Elle m'a regardée d'un air entendu. J'étais le poids mort.

« S'il te plaît, Inès, » ai-je supplié, le mot ayant un goût de cendre dans ma bouche. « Léo est malade. Il a besoin d'une opération. Ça coûte deux cent mille euros. Je sais que François-Xavier les a. »

Mon humiliation était un festin pour elle. Ses yeux se sont illuminés de plaisir.

« Deux cent mille ? » a-t-elle ronronné, posant une main protectrice sur son ventre. « C'est beaucoup d'argent. François-Xavier en a besoin pour sa nouvelle famille. Pour son héritier en pleine santé. »

Les mots ont été un coup physique. *Héritier en pleine santé*. Comme si Léo était défectueux. Vicié.

« Je ferai n'importe quoi, » ai-je dit, ma voix se brisant. Je me détestais de supplier cette femme, mais le visage de Léo, pâle et luttant pour respirer, était gravé dans mon esprit. « Je signerai les papiers du divorce. Je ne demanderai plus jamais un centime. Juste... donne-moi l'argent pour l'opération. Sauve-le. »

Inès a ri. Un son sec et laid.

« Tu ne comprends vraiment rien, n'est-ce pas ? » dit-elle en se penchant pour que seule moi puisse l'entendre. « Toute cette histoire... que tu perdes ton penthouse, ton argent, ta vie... ce n'était pas juste du business. C'était pour mon divertissement. »
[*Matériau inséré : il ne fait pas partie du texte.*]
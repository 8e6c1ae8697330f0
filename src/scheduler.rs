//! Bounded concurrent driver for resolution workflows.
//!
//! The [`Scheduler`] pulls DOIs from an input stream, normalizes and
//! deduplicates them, and runs one [`ResolutionWorkflow`] per DOI on a tokio
//! task. A semaphore caps how many workflows are in flight. Workers waiting on
//! a busy host only suspend themselves inside [`HostThrottle::acquire`], so
//! other workers keep making progress on other hosts.
//!
//! Every dispatched DOI produces exactly one [`ResolutionResult`], which the
//! scheduler hands to the [`ResultSink`] as soon as it is ready.
//!
//! # Cancellation
//!
//! When the cancellation token fires the scheduler stops pulling input,
//! in-flight workflows finish their current request and end with
//! [`WorkflowError::Cancelled`], and their results are still recorded.
//!
//! [`HostThrottle::acquire`]: crate::throttle::HostThrottle::acquire

use std::collections::{HashMap, HashSet};
use std::panic::AssertUnwindSafe;
use std::sync::Arc;
use std::time::Duration;

use futures_util::{FutureExt, Stream, StreamExt};
use thiserror::Error;
use tokio::sync::{OwnedSemaphorePermit, Semaphore};
use tokio::task::{Id, JoinError, JoinSet};
use tokio_util::sync::CancellationToken;
use tracing::{debug, error, info, instrument, warn};

use crate::config::{ConfigError, FetchConfig, MAX_CONCURRENCY};
use crate::doi::Doi;
use crate::fetch::{FetchError, HttpFetcher};
use crate::resolver::{ResolveError, build_default_resolver};
use crate::sink::{ResultSink, SinkError};
use crate::throttle::HostThrottle;
use crate::workflow::{
    FinalStatus, ResolutionResult, ResolutionWorkflow, WorkflowError, panic_message,
};

/// Default longest wait for one sink write.
const DEFAULT_SINK_TIMEOUT: Duration = Duration::from_secs(30);

/// Faults that stop a whole run.
#[derive(Debug, Error)]
pub enum SchedulerError {
    /// Concurrency outside 1..=[`MAX_CONCURRENCY`].
    #[error("invalid concurrency value {value}: must be between 1 and {MAX_CONCURRENCY}")]
    InvalidConcurrency {
        /// Rejected value.
        value: usize,
    },

    /// The result sink rejected a result.
    #[error("failed to record result for {doi}: {source}")]
    Sink {
        /// DOI whose result could not be recorded.
        doi: String,
        /// Underlying sink error.
        #[source]
        source: SinkError,
    },

    /// The result sink did not answer in time.
    #[error("recording result for {doi} timed out after {timeout:?}")]
    SinkTimeout {
        /// DOI whose result could not be recorded.
        doi: String,
        /// Configured limit.
        timeout: Duration,
    },

    /// Semaphore was closed unexpectedly.
    #[error("semaphore closed unexpectedly")]
    SemaphoreClosed,

    /// Invalid configuration.
    #[error(transparent)]
    Config(#[from] ConfigError),

    /// A resolver service could not be constructed.
    #[error(transparent)]
    Resolve(#[from] ResolveError),

    /// The fetcher could not be constructed.
    #[error(transparent)]
    Fetch(#[from] FetchError),
}

/// Counters for one run.
#[derive(Debug, Clone, Copy, Default, PartialEq, Eq)]
pub struct RunStats {
    /// Input lines that were not blank or comments.
    pub received: usize,
    /// Lines that did not parse as a DOI.
    pub invalid: usize,
    /// DOIs seen earlier in the same input.
    pub duplicates: usize,
    /// DOIs skipped because an earlier run already resolved them.
    pub skipped: usize,
    /// DOIs that ended with a document.
    pub resolved: usize,
    /// DOIs whose candidates all failed, or that had none.
    pub exhausted: usize,
    /// DOIs that ended with a cancellation or internal error.
    pub errored: usize,
    /// Fetch attempts across all DOIs.
    pub attempts: usize,
}

impl RunStats {
    /// Returns the number of DOIs that produced a result.
    #[must_use]
    pub fn finished(&self) -> usize {
        self.resolved + self.exhausted + self.errored
    }

    fn count(&mut self, result: &ResolutionResult) {
        self.attempts += result.attempts.len();
        match result.final_status {
            FinalStatus::Resolved { .. } => self.resolved += 1,
            FinalStatus::Exhausted => self.exhausted += 1,
            FinalStatus::Error(_) => self.errored += 1,
        }
    }
}

/// Runs resolution workflows with bounded concurrency.
pub struct Scheduler {
    workflow: Arc<ResolutionWorkflow>,
    sink: Arc<dyn ResultSink>,
    concurrency: usize,
    sink_timeout: Duration,
    already_resolved: HashSet<Doi>,
}

impl Scheduler {
    /// Creates a scheduler.
    ///
    /// # Errors
    ///
    /// Returns [`SchedulerError::InvalidConcurrency`] if `concurrency` is
    /// outside 1..=[`MAX_CONCURRENCY`].
    #[instrument(level = "debug", skip(workflow, sink))]
    pub fn new(
        workflow: Arc<ResolutionWorkflow>,
        sink: Arc<dyn ResultSink>,
        concurrency: usize,
    ) -> Result<Self, SchedulerError> {
        if !(1..=MAX_CONCURRENCY).contains(&concurrency) {
            return Err(SchedulerError::InvalidConcurrency { value: concurrency });
        }
        debug!(
            max_attempts = workflow.retry_policy().max_attempts(),
            "creating scheduler"
        );
        Ok(Self {
            workflow,
            sink,
            concurrency,
            sink_timeout: DEFAULT_SINK_TIMEOUT,
            already_resolved: HashSet::new(),
        })
    }

    /// Sets the longest wait for a single sink write.
    #[must_use]
    pub fn with_sink_timeout(mut self, sink_timeout: Duration) -> Self {
        self.sink_timeout = sink_timeout;
        self
    }

    /// Skips DOIs resolved by an earlier run.
    #[must_use]
    pub fn with_already_resolved<I>(mut self, dois: I) -> Self
    where
        I: IntoIterator<Item = Doi>,
    {
        self.already_resolved.extend(dois);
        self
    }

    /// Returns the configured concurrency limit.
    #[must_use]
    pub fn concurrency(&self) -> usize {
        self.concurrency
    }

    /// Resolves every DOI in `dois`.
    ///
    /// # Errors
    ///
    /// See [`run`](Self::run).
    pub async fn run_all<I>(&self, dois: I, cancel: &CancellationToken) -> Result<RunStats, SchedulerError>
    where
        I: IntoIterator<Item = String>,
    {
        self.run(futures_util::stream::iter(dois), cancel).await
    }

    /// Resolves every DOI the input stream yields.
    ///
    /// Blank lines and `#` comments are ignored, invalid DOIs and repeats are
    /// counted and skipped. Per-DOI failures never make this return `Err`.
    ///
    /// # Errors
    ///
    /// Returns [`SchedulerError::Sink`] or [`SchedulerError::SinkTimeout`]
    /// when a result cannot be recorded. The run is then cancelled and drained
    /// before returning.
    #[instrument(skip_all, fields(concurrency = self.concurrency))]
    pub async fn run<S>(&self, input: S, cancel: &CancellationToken) -> Result<RunStats, SchedulerError>
    where
        S: Stream<Item = String>,
    {
        let semaphore = Arc::new(Semaphore::new(self.concurrency));
        let run_token = cancel.child_token();
        let mut input = std::pin::pin!(input);
        let mut tasks: JoinSet<ResolutionResult> = JoinSet::new();
        let mut in_flight: HashMap<Id, Doi> = HashMap::new();
        let mut seen: HashSet<Doi> = HashSet::new();
        let mut stats = RunStats::default();
        let mut input_done = false;
        let mut sink_failure: Option<SchedulerError> = None;

        info!("starting run");

        loop {
            if input_done && tasks.is_empty() {
                break;
            }

            tokio::select! {
                biased;

                () = run_token.cancelled(), if !input_done => {
                    info!(in_flight = tasks.len(), "cancellation requested; no further DOIs will be started");
                    input_done = true;
                }

                Some(joined) = tasks.join_next_with_id(), if !tasks.is_empty() => {
                    let result = match joined {
                        Ok((id, result)) => {
                            in_flight.remove(&id);
                            result
                        }
                        Err(join_error) => {
                            let Some(doi) = in_flight.remove(&join_error.id()) else {
                                error!(error = %join_error, "worker task failed for an untracked DOI");
                                stats.errored += 1;
                                continue;
                            };
                            lost_worker_result(doi, join_error)
                        }
                    };
                    stats.count(&result);

                    if sink_failure.is_some() {
                        warn!(doi = %result.doi, "result not recorded: sink unavailable");
                        continue;
                    }
                    if let Err(failure) = self.record(&result).await {
                        error!(error = %failure, "result sink failed; stopping run");
                        sink_failure = Some(failure);
                        run_token.cancel();
                        input_done = true;
                    }
                }

                next = next_input(&semaphore, &mut input), if !input_done => {
                    let (permit, line) = next?;
                    let Some(line) = line else {
                        debug!("input exhausted");
                        input_done = true;
                        continue;
                    };
                    let Some(doi) = self.admit(&line, &mut seen, &mut stats) else {
                        continue;
                    };

                    let workflow = Arc::clone(&self.workflow);
                    let token = run_token.clone();
                    let task_doi = doi.clone();
                    let handle = tasks.spawn(async move {
                        let _permit = permit;
                        run_guarded(&workflow, task_doi, &token).await
                    });
                    in_flight.insert(handle.id(), doi);
                }
            }
        }

        if let Some(failure) = sink_failure {
            return Err(failure);
        }

        info!(
            received = stats.received,
            resolved = stats.resolved,
            exhausted = stats.exhausted,
            errored = stats.errored,
            invalid = stats.invalid,
            duplicates = stats.duplicates,
            skipped = stats.skipped,
            attempts = stats.attempts,
            "run complete"
        );
        Ok(stats)
    }

    /// Normalizes one input line; returns the DOI if it should be dispatched.
    fn admit(&self, line: &str, seen: &mut HashSet<Doi>, stats: &mut RunStats) -> Option<Doi> {
        let line = line.trim();
        if line.is_empty() || line.starts_with('#') {
            return None;
        }
        stats.received += 1;

        let doi = match Doi::parse(line) {
            Ok(doi) => doi,
            Err(error) => {
                warn!(input = line, error = %error, "skipping invalid DOI");
                stats.invalid += 1;
                return None;
            }
        };
        if !seen.insert(doi.clone()) {
            debug!(doi = %doi, "skipping duplicate DOI");
            stats.duplicates += 1;
            return None;
        }
        if self.already_resolved.contains(&doi) {
            debug!(doi = %doi, "already resolved in an earlier run");
            stats.skipped += 1;
            return None;
        }
        Some(doi)
    }

    async fn record(&self, result: &ResolutionResult) -> Result<(), SchedulerError> {
        match tokio::time::timeout(self.sink_timeout, self.sink.record(result)).await {
            Ok(Ok(())) => Ok(()),
            Ok(Err(source)) => Err(SchedulerError::Sink {
                doi: result.doi.to_string(),
                source,
            }),
            Err(_elapsed) => Err(SchedulerError::SinkTimeout {
                doi: result.doi.to_string(),
                timeout: self.sink_timeout,
            }),
        }
    }
}

impl std::fmt::Debug for Scheduler {
    fn fmt(&self, f: &mut std::fmt::Formatter<'_>) -> std::fmt::Result {
        f.debug_struct("Scheduler")
            .field("concurrency", &self.concurrency)
            .field("sink_timeout", &self.sink_timeout)
            .field("already_resolved", &self.already_resolved.len())
            .finish_non_exhaustive()
    }
}

/// Waits for a free worker slot, then for the next input line.
async fn next_input<S>(
    semaphore: &Arc<Semaphore>,
    input: &mut S,
) -> Result<(OwnedSemaphorePermit, Option<String>), SchedulerError>
where
    S: Stream<Item = String> + Unpin,
{
    let permit = Arc::clone(semaphore)
        .acquire_owned()
        .await
        .map_err(|_| SchedulerError::SemaphoreClosed)?;
    Ok((permit, input.next().await))
}

/// Runs a workflow, turning a panic into an error result for its DOI.
///
/// Panics inside a workflow step are already caught by the workflow and keep
/// the attempt log. This guard covers the rest of the task, and its result
/// has no attempts.
async fn run_guarded(
    workflow: &ResolutionWorkflow,
    doi: Doi,
    cancel: &CancellationToken,
) -> ResolutionResult {
    match AssertUnwindSafe(workflow.run(doi.clone(), cancel))
        .catch_unwind()
        .await
    {
        Ok(result) => result,
        Err(payload) => {
            let message = panic_message(payload.as_ref());
            error!(doi = %doi, panic = %message, "workflow panicked");
            ResolutionResult::error(doi, WorkflowError::Panicked(message), Vec::new())
        }
    }
}

/// Result for a DOI whose worker task died or was aborted.
fn lost_worker_result(doi: Doi, join_error: JoinError) -> ResolutionResult {
    let message = if join_error.is_panic() {
        panic_message(join_error.into_panic().as_ref())
    } else {
        join_error.to_string()
    };
    error!(doi = %doi, error = %message, "worker task failed");
    ResolutionResult::error(doi, WorkflowError::Panicked(message), Vec::new())
}

/// Builds a scheduler with the default resolver and HTTP fetcher.
///
/// # Errors
///
/// Returns [`SchedulerError`] if the configuration is invalid or a client
/// cannot be constructed.
pub fn build_default_scheduler(
    config: &FetchConfig,
    throttle: Arc<HostThrottle>,
    sink: Arc<dyn ResultSink>,
) -> Result<Scheduler, SchedulerError> {
    config.validate()?;
    let resolver = build_default_resolver(config, Arc::clone(&throttle))?;
    let fetcher = HttpFetcher::new(config, throttle)?;
    let workflow = ResolutionWorkflow::from_config(Arc::new(resolver), Arc::new(fetcher), config);
    Ok(Scheduler::new(Arc::new(workflow), sink, config.concurrency)?
        .with_sink_timeout(config.sink_timeout))
}
use std::net::TcpListener;
use std::panic::Location;

use wiremock::MockServer;

#[must_use]
pub fn socket_tests_required() -> bool {
    std::env::var("DOIFETCH_REQUIRE_SOCKET_TESTS")
        .ok()
        .is_some_and(|value| matches!(value.to_ascii_lowercase().as_str(), "1" | "true" | "yes"))
}

/// Returns true (after logging) when localhost sockets cannot be bound.
///
/// Panics instead when `DOIFETCH_REQUIRE_SOCKET_TESTS` is set.
#[track_caller]
#[must_use]
pub fn should_skip_socket_bound_test() -> bool {
    if TcpListener::bind("127.0.0.1:0").is_ok() {
        return false;
    }

    let location = Location::caller();
    let message = format!(
        "[socket-bound-test] cannot bind localhost socket at {}:{}; mock HTTP server unavailable",
        location.file(),
        location.line()
    );
    if socket_tests_required() {
        panic!("{message}. Set DOIFETCH_REQUIRE_SOCKET_TESTS=0 to allow skipping.");
    }

    eprintln!("{message}. Skipping test. Set DOIFETCH_REQUIRE_SOCKET_TESTS=1 to fail instead.");
    true
}

pub async fn start_mock_server_or_skip() -> Option<MockServer> {
    if should_skip_socket_bound_test() {
        None
    } else {
        Some(MockServer::start().await)
    }
}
Ses yeux étaient froids et durs.

« Je voulais te voir tomber bas. Je voulais te voir ramper. Et François-Xavier ? Il m'a donné tout ce que je voulais. »

« Il sait que Léo est malade ? » ai-je murmuré, le dernier morceau d'espoir s'effritant.

« Il le sait, » a-t-elle confirmé, son sourire s'élargissant. « Et il sait que tu es là. En fait, c'est lui qui a dit à la sécurité de ne pas te laisser entrer. »

Le monde a basculé. Il savait. Il savait que j'étais là, suppliant pour la vie de notre fils, et il avait lâché sa maîtresse sur moi comme un chien.

« Tu es pathétique, » a ricané Inès, savourant mon silence stupéfait. « Tu es une femme au foyer dépassée avec un enfant cassé. Tu es un obstacle. Et je suis très, très douée pour éliminer les obstacles. »

Elle s'est tournée vers le garde. « Emmenez-la à l'ascenseur de service. Montrez-lui la sortie par l'arrière. On ne peut pas la laisser gâcher le grand jour. »

Le garde a de nouveau saisi mon bras, sa poigne ferme et impersonnelle. Il a commencé à m'entraîner, dépassant les journalistes et les bannières célébrant une nouvelle ère de prospérité bâtie sur les ruines de ma vie.